Recorded information: Begin

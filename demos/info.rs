//! Print SDK settings and per-controller tracking state.
//!
//! Set SIXENSE_FILTER=on|off to change the jitter filter before printing.

use sixense::{discovery, Config, NativeSdk, Sdk, Session};

fn main() {
    env_logger::init();

    let config = Config::from_env();
    if let Err(e) = run(&config) {
        eprintln!("Error: {}", e);
        std::process::exit(1);
    }
}

fn run(config: &Config) -> sixense::Result<()> {
    let sdk = NativeSdk::load(config.library.as_deref())?;
    println!("Library:  {}", sdk.path().display());

    let session = Session::open(sdk)?;
    let bases = discovery::await_bases(&session, &config.discovery);
    println!("Bases:    {:?} (max {})", bases, session.sdk().max_bases());

    let Some(base) = config.base.choose(&bases) else {
        println!("No connected bases found!");
        return session.close();
    };
    session.activate_base(base)?;

    let sdk = session.sdk();
    if let Some(enabled) = config.filter {
        sdk.set_filter_enabled(enabled)?;
    }

    println!("Active:   base {}", base);
    println!("History:  {} samples", sdk.history_size());
    println!(
        "Controllers: {} active of {}",
        sdk.num_active_controllers(),
        sdk.max_controllers()
    );
    match sdk.filter_enabled() {
        Ok(enabled) => println!("Filter:   {}", if enabled { "on" } else { "off" }),
        Err(e) => println!("Filter:   unavailable ({})", e),
    }
    match sdk.filter_params() {
        Ok(p) => println!(
            "Filter params: near {} mm -> {}, far {} mm -> {}",
            p.near_range, p.near_val, p.far_range, p.far_val
        ),
        Err(e) => println!("Filter params: unavailable ({})", e),
    }
    match sdk.high_priority_binding_enabled() {
        Ok(on) => println!("High-priority binding: {}", on),
        Err(e) => println!("High-priority binding: unavailable ({})", e),
    }
    match sdk.base_color() {
        Ok(c) => println!("Base color: #{:02x}{:02x}{:02x}", c.red, c.green, c.blue),
        Err(e) => println!("Base color: unavailable ({})", e),
    }

    for controller in session.enabled_controllers() {
        let hemisphere = sdk
            .hemisphere_tracking_mode(controller)
            .map(|on| on.to_string())
            .unwrap_or_else(|e| format!("unavailable ({})", e));
        match session.newest_sample(controller) {
            Ok(s) => println!(
                "  [{}] hand={} docked={} fw={} hw={} hemisphere={}",
                controller, s.hand, s.docked, s.firmware_revision, s.hardware_revision, hemisphere
            ),
            Err(e) => println!("  [{}] no data ({})", controller, e),
        }
    }

    session.close()
}
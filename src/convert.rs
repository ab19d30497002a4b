use crate::ffi::{RawAllControllerData, RawControllerData};
use crate::types::{Buttons, ControllerSample, Hand};

impl From<&RawControllerData> for ControllerSample {
    fn from(raw: &RawControllerData) -> Self {
        ControllerSample {
            position: raw.pos,
            rotation: raw.rot_mat,
            quaternion: raw.rot_quat,
            joystick: [raw.joystick_x, raw.joystick_y],
            trigger: raw.trigger,
            buttons: Buttons::from_bits_truncate(raw.buttons),
            sequence_number: raw.sequence_number,
            firmware_revision: raw.firmware_revision,
            hardware_revision: raw.hardware_revision,
            packet_type: raw.packet_type,
            magnetic_frequency: raw.magnetic_frequency,
            enabled: raw.enabled != 0,
            controller_index: raw.controller_index,
            docked: raw.is_docked != 0,
            hand: Hand::from(raw.which_hand),
            hemi_tracking_enabled: raw.hemi_tracking_enabled != 0,
        }
    }
}

/// Convert every controller slot of an all-data snapshot.
pub fn all_samples(raw: &RawAllControllerData) -> Vec<ControllerSample> {
    raw.controllers.iter().map(ControllerSample::from).collect()
}

/// Convert quaternion [w, x, y, z] to Euler angles [roll, pitch, yaw] in degrees.
///
/// Sixense uses a right-handed frame with Y up and Z towards the user, so
/// roll is about Z, pitch about X and yaw about Y (YXZ order):
///   roll  = atan2(2(xy+wz), 1 - 2(x²+z²))
///   pitch = asin(2(wx-yz))
///   yaw   = atan2(2(xz+wy), 1 - 2(x²+y²))
pub fn quaternion_to_euler(w: f64, x: f64, y: f64, z: f64) -> [f64; 3] {
    let roll = (2.0 * (x * y + w * z)).atan2(1.0 - 2.0 * (x * x + z * z));
    let pitch = (2.0 * (w * x - y * z)).clamp(-1.0, 1.0).asin();
    let yaw = (2.0 * (x * z + w * y)).atan2(1.0 - 2.0 * (x * x + y * y));
    [roll.to_degrees(), pitch.to_degrees(), yaw.to_degrees()]
}
use crate::types::{BaseColor, ControllerSample, FilterParams};
use crate::Result;
use std::time::Duration;

/// Capability surface of the Sixense SDK.
///
/// Implemented by `NativeSdk` for the real vendor library. Status codes are
/// already mapped to `Result` at this seam; callers never see raw statuses.
/// Indices are passed through unchecked, `Session` is responsible for bounds.
pub trait Sdk {
    /// Initialize the SDK. Must succeed before any other call.
    fn init(&self) -> Result<()>;

    /// Tear the SDK down. Pairs with a successful `init`.
    fn exit(&self) -> Result<()>;

    /// Maximum number of supported base stations (currently 4).
    fn max_bases(&self) -> usize;

    fn is_base_connected(&self, base: usize) -> bool;

    /// Make `base` the target of every subsequent base-related call.
    fn set_active_base(&self, base: usize) -> Result<()>;

    /// Maximum number of controllers per base.
    fn max_controllers(&self) -> usize;

    fn is_controller_enabled(&self, which: usize) -> bool;

    /// Number of active controllers on the active base.
    fn num_active_controllers(&self) -> usize;

    /// How many past samples the SDK keeps per controller (usually 10).
    fn history_size(&self) -> usize;

    /// Sample from `index_back` polls ago for one controller.
    fn data(&self, which: usize, index_back: usize) -> Result<ControllerSample>;

    /// Sample from `index_back` polls ago for every controller slot.
    fn all_data(&self, index_back: usize) -> Result<Vec<ControllerSample>>;

    /// Newest sample for one controller.
    fn newest_data(&self, which: usize) -> Result<ControllerSample>;

    /// Newest sample for every controller slot.
    fn all_newest_data(&self) -> Result<Vec<ControllerSample>>;

    fn hemisphere_tracking_mode(&self, which: usize) -> Result<bool>;

    fn set_hemisphere_tracking_mode(&self, which: usize, enabled: bool) -> Result<()>;

    /// Deprecated by the vendor; docking enables hemisphere tracking.
    fn auto_enable_hemisphere_tracking(&self, which: usize) -> Result<()>;

    /// Wireless devices only.
    fn high_priority_binding_enabled(&self) -> Result<bool>;

    fn set_high_priority_binding_enabled(&self, enabled: bool) -> Result<()>;

    /// Vibrate a controller for `duration`, rounded to 100 ms units.
    /// Not supported by the Razer Hydra. `pattern` is currently ignored by the SDK.
    fn trigger_vibration(&self, which: usize, duration: Duration, pattern: u8) -> Result<()>;

    fn filter_enabled(&self) -> Result<bool>;

    fn set_filter_enabled(&self, enabled: bool) -> Result<()>;

    fn filter_params(&self) -> Result<FilterParams>;

    fn set_filter_params(&self, params: FilterParams) -> Result<()>;

    /// Wireless devkits only.
    fn base_color(&self) -> Result<BaseColor>;

    fn set_base_color(&self, color: BaseColor) -> Result<()>;
}

/// Convert a duration into the SDK's 100 ms vibration units, rounding to nearest.
pub fn vibration_units(duration: Duration) -> i32 {
    let units = (duration.as_millis() + 50) / 100;
    units.min(i32::MAX as u128) as i32
}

Recorded information: End

§ Task goal
Repeat exactly the lines above from the one with "pitch = asin(2(wx-yz))" up to and including the one with "let roll = (2.0". No other line belongs in the reply.

§ Written answer
///   pitch = asin(2(wx-yz))
///   yaw   = atan2(2(xz+wy), 1 - 2(x²+y²))
pub fn quaternion_to_euler(w: f64, x: f64, y: f64, z: f64) -> [f64; 3] {
    let roll = (2.0 * (x * y + w * z)).atan2(1.0 - 2.0 * (x * x + z * z));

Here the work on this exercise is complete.